=== Section Start ===

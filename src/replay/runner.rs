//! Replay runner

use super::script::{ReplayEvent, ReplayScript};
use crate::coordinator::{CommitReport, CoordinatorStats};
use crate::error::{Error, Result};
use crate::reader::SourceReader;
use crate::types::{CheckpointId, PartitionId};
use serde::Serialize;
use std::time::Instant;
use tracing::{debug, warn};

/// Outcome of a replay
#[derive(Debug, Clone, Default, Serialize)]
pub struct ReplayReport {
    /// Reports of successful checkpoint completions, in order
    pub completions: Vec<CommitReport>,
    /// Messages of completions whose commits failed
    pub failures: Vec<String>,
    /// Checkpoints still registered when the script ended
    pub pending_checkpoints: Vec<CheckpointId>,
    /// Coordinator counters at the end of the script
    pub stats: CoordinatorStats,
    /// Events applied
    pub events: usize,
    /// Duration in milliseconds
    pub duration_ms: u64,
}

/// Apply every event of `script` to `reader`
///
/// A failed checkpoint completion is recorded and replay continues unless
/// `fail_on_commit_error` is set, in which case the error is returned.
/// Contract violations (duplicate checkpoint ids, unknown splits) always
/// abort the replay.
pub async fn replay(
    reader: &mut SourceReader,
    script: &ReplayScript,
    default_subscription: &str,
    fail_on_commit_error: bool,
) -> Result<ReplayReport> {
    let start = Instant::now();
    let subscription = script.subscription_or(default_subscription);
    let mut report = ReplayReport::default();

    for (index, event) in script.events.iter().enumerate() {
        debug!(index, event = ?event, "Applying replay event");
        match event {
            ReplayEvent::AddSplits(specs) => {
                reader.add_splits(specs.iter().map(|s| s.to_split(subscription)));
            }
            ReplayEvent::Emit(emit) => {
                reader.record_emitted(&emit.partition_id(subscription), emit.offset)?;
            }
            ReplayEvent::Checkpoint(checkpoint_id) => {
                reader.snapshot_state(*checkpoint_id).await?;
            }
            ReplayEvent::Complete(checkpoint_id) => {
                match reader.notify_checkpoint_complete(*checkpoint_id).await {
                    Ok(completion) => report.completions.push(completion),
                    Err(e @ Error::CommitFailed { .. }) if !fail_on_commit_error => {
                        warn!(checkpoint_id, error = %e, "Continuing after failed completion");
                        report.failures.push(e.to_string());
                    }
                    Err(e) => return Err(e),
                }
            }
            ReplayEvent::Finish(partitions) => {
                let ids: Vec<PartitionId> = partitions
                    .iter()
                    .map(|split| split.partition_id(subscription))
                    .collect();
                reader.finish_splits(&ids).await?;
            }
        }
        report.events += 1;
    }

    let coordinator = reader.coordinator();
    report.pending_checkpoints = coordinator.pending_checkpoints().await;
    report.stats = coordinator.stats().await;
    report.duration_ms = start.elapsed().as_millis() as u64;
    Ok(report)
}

=== Section End ===
=== Section Start ===

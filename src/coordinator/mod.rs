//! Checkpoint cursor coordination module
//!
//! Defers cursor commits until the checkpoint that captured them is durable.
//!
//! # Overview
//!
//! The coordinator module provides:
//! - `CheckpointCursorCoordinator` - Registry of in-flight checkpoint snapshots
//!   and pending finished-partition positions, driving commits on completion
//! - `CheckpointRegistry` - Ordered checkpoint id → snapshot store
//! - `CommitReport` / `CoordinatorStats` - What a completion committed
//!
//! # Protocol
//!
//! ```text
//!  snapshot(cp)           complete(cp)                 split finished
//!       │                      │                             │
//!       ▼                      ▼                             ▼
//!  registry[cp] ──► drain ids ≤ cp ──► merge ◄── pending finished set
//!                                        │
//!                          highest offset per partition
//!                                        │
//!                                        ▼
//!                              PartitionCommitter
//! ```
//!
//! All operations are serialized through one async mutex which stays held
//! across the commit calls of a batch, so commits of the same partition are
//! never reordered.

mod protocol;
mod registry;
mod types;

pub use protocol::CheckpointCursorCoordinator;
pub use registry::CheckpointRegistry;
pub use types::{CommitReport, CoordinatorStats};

=== Section End ===
=== Section Start ===

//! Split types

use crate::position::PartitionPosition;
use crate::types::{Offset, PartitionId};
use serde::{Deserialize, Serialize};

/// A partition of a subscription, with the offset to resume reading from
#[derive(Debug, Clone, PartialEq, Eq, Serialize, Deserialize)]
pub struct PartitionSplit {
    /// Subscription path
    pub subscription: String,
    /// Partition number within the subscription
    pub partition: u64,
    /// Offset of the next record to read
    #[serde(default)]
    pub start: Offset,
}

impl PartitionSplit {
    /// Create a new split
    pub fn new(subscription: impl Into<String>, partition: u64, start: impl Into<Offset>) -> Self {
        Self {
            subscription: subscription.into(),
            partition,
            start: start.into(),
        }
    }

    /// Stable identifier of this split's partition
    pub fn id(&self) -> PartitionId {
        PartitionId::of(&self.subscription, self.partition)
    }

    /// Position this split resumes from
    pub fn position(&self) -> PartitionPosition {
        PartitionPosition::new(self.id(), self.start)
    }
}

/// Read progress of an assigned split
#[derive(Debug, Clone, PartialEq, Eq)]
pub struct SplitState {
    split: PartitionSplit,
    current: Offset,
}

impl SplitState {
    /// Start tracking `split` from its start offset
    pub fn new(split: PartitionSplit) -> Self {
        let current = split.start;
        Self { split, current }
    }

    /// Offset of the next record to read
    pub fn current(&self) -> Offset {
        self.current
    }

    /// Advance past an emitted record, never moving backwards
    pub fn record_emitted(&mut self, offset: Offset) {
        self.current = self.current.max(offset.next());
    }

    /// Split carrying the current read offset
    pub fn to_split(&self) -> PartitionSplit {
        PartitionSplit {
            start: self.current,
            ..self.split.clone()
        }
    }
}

=== Section End ===

Lines that contain "impl" should be pulled from the entries above and reported.

impl PartitionSplit {
    pub fn new(subscription: impl Into<String>, partition: u64, start: impl Into<Offset>) -> Self {
impl SplitState {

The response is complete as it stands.